* [Exercise instructions]: In the material below, find the line that contains "filename packages/server/src/ui/signal.rs" and the line that contains "#[cfg(not(unix))]", then write out exactly those two lines and everything between them.
+---+
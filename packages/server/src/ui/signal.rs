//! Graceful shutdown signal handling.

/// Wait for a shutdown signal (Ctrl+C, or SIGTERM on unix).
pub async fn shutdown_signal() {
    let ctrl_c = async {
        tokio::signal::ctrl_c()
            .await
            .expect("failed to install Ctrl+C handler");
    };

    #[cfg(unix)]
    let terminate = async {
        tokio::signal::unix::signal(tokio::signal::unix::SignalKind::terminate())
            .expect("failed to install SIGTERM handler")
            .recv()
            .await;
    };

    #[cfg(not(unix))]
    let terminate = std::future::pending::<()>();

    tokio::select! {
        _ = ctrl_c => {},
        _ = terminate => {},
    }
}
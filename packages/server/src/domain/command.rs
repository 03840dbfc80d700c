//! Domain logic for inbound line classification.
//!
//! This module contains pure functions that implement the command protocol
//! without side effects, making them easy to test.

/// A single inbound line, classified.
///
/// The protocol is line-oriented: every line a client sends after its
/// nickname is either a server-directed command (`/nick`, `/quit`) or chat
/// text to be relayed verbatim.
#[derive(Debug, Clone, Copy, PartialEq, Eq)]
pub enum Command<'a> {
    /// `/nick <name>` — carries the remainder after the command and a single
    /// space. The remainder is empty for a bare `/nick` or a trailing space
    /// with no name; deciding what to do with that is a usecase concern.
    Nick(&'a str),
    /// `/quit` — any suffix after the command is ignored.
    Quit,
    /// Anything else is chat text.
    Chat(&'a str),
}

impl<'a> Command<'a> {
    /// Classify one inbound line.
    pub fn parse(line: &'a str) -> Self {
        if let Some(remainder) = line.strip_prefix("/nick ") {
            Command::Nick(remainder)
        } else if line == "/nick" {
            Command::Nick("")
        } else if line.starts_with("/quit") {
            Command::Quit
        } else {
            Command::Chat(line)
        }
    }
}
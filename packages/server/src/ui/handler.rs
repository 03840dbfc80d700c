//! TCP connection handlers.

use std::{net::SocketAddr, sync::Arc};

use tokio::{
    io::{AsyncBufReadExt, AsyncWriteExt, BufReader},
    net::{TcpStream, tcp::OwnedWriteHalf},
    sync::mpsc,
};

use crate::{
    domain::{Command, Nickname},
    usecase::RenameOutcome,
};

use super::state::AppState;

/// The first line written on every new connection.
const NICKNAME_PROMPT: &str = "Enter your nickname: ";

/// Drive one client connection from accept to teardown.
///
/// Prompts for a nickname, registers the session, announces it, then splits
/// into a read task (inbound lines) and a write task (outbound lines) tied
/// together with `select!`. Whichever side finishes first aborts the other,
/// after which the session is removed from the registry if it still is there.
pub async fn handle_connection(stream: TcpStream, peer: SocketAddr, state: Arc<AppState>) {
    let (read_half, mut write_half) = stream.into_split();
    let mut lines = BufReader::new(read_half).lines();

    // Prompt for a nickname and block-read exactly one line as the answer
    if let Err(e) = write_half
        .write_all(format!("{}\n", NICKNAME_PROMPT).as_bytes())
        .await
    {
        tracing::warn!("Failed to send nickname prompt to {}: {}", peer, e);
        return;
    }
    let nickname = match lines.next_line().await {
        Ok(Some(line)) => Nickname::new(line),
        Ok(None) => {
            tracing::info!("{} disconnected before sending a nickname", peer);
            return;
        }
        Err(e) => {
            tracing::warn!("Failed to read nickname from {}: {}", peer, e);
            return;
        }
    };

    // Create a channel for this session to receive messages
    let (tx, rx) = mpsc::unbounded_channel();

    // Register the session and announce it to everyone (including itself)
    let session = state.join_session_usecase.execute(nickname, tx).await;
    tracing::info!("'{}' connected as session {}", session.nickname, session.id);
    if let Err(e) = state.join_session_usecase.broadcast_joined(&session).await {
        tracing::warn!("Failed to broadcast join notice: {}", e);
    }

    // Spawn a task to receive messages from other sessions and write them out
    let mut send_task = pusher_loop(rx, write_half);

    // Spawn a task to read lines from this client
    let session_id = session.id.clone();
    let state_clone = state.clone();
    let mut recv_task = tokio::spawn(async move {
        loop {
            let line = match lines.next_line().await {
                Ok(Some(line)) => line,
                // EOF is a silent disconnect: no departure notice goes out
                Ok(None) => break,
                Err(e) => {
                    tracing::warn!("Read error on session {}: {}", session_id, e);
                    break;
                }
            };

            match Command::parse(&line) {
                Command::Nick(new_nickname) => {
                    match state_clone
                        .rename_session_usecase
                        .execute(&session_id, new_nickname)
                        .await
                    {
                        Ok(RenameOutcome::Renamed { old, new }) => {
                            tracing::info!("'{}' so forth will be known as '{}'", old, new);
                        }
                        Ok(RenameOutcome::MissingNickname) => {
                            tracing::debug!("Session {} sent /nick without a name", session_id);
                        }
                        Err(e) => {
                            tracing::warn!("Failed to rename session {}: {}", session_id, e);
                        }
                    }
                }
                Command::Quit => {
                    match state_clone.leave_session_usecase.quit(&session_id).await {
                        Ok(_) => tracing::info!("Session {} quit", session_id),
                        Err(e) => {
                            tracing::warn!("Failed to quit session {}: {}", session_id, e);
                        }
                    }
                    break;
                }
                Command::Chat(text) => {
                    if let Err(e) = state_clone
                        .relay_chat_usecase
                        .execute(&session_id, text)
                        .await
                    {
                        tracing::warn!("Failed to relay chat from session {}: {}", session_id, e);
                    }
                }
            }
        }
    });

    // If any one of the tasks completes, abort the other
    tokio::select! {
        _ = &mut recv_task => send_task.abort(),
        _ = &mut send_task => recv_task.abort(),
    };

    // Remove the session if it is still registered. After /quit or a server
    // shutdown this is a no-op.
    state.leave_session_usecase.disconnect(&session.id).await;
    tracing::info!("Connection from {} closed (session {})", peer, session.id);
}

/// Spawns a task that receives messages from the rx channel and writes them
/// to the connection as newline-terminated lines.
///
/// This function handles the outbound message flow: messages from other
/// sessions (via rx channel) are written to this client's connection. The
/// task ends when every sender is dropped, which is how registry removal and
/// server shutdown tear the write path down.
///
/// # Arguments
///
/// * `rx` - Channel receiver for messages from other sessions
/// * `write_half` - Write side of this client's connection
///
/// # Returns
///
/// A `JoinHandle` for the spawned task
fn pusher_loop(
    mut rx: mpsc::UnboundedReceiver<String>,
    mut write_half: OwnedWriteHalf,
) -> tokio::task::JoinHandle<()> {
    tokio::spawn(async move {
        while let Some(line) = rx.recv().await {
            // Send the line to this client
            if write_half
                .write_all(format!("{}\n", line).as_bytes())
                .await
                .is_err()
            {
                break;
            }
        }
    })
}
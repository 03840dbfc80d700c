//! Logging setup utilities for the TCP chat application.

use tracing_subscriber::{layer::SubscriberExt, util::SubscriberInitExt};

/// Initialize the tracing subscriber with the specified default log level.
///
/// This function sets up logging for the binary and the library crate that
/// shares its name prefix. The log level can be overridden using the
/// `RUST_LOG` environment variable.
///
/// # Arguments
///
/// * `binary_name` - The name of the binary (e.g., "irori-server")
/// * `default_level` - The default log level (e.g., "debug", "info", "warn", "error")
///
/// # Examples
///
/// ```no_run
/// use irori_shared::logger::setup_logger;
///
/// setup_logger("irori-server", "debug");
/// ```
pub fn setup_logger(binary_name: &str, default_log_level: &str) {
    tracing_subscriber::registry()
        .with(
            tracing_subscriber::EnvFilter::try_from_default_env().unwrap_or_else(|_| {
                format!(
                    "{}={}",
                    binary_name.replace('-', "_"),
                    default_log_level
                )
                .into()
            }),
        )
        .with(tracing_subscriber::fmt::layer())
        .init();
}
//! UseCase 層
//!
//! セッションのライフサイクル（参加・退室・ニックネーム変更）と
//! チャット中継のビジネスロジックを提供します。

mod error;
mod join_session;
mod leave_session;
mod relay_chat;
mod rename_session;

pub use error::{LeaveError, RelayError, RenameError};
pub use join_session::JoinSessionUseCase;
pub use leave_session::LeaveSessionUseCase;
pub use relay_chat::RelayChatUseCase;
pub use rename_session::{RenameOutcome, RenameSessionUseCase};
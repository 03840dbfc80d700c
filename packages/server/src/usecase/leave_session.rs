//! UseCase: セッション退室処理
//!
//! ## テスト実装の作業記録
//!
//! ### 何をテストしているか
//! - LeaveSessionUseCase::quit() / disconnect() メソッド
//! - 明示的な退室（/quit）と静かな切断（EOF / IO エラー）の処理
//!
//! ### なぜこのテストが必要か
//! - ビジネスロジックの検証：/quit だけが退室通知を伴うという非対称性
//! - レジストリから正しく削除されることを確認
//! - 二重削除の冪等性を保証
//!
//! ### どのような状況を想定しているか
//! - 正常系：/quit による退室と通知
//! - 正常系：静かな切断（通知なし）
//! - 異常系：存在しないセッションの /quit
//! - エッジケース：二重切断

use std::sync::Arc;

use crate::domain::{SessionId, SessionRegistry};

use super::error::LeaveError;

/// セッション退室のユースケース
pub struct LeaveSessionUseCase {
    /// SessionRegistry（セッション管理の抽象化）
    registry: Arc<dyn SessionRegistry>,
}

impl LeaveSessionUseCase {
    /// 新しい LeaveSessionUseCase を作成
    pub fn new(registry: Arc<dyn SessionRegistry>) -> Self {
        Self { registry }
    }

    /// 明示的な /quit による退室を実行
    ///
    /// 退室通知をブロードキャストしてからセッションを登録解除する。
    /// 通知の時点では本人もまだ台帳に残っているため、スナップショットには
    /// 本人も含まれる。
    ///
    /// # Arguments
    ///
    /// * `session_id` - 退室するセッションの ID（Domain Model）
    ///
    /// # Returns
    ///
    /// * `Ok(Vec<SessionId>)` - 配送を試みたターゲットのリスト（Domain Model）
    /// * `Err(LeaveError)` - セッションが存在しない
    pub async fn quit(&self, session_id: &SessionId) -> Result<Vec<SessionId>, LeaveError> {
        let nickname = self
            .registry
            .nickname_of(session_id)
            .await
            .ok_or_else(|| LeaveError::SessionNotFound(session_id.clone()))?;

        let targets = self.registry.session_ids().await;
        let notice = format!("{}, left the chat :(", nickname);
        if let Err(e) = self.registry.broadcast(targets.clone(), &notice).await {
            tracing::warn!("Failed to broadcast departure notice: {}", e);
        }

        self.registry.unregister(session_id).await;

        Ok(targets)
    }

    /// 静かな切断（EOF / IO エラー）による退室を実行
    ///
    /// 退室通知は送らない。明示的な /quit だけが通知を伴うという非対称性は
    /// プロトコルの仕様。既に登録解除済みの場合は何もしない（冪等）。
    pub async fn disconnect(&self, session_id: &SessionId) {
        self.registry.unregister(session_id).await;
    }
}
+---+
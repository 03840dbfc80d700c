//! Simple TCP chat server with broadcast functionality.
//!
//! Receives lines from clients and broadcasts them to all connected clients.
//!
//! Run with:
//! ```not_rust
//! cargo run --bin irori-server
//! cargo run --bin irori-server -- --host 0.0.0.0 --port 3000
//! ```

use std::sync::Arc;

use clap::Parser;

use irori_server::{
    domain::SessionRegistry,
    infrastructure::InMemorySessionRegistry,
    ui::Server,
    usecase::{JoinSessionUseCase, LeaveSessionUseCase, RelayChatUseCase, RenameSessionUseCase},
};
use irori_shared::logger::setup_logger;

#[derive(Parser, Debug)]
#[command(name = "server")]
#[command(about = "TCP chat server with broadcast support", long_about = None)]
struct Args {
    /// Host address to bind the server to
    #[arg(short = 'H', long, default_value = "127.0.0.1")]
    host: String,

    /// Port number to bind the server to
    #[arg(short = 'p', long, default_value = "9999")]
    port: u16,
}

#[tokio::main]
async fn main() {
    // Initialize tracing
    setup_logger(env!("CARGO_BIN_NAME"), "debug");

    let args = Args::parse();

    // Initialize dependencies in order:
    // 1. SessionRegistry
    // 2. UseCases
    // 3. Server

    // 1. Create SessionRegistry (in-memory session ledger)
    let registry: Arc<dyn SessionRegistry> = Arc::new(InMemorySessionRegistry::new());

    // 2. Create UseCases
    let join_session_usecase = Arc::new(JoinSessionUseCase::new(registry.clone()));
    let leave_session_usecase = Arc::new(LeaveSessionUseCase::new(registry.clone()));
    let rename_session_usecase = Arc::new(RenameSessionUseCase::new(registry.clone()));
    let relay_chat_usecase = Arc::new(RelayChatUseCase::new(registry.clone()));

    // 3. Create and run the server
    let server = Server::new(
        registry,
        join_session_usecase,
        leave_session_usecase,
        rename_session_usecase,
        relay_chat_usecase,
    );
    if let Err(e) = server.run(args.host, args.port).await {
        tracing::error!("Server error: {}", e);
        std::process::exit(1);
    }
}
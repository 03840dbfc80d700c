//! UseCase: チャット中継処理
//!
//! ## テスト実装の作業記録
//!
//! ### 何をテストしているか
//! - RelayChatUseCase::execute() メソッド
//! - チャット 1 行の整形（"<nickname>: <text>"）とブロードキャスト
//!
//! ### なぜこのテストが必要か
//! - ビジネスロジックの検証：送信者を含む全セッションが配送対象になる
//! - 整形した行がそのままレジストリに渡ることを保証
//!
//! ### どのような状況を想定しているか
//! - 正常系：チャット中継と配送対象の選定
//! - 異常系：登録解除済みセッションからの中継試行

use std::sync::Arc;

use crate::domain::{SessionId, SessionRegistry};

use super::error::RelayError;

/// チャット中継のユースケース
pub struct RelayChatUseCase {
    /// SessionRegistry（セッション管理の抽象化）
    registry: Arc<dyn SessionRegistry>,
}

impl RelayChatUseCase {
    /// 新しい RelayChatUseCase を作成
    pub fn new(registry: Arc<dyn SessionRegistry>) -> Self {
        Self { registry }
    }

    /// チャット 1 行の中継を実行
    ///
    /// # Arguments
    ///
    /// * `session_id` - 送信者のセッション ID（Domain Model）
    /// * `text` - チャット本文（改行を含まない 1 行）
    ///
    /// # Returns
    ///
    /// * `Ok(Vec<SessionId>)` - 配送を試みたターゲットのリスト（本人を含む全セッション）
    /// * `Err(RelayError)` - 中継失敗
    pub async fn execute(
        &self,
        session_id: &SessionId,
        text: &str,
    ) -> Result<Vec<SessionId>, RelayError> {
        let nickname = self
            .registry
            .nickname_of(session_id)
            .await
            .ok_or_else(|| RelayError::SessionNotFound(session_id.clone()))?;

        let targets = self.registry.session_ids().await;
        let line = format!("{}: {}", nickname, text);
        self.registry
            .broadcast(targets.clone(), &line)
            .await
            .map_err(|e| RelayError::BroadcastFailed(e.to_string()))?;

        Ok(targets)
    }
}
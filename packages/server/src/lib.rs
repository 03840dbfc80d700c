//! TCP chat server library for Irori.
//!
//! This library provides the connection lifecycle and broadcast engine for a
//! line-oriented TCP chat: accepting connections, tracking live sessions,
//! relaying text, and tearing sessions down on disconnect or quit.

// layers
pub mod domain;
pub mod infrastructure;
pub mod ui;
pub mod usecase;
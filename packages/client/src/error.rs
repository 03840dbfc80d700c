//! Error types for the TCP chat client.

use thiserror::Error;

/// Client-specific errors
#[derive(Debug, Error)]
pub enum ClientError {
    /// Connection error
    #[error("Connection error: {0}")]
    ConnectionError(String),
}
+---+
* [Expected answer]:
filename packages/server/src/ui/signal.rs
//! Graceful shutdown signal handling.

/// Wait for a shutdown signal (Ctrl+C, or SIGTERM on unix).
pub async fn shutdown_signal() {
    let ctrl_c = async {
        tokio::signal::ctrl_c()
            .await
            .expect("failed to install Ctrl+C handler");
    };

    #[cfg(unix)]
    let terminate = async {
        tokio::signal::unix::signal(tokio::signal::unix::SignalKind::terminate())
            .expect("failed to install SIGTERM handler")
            .recv()
            .await;
    };

    #[cfg(not(unix))]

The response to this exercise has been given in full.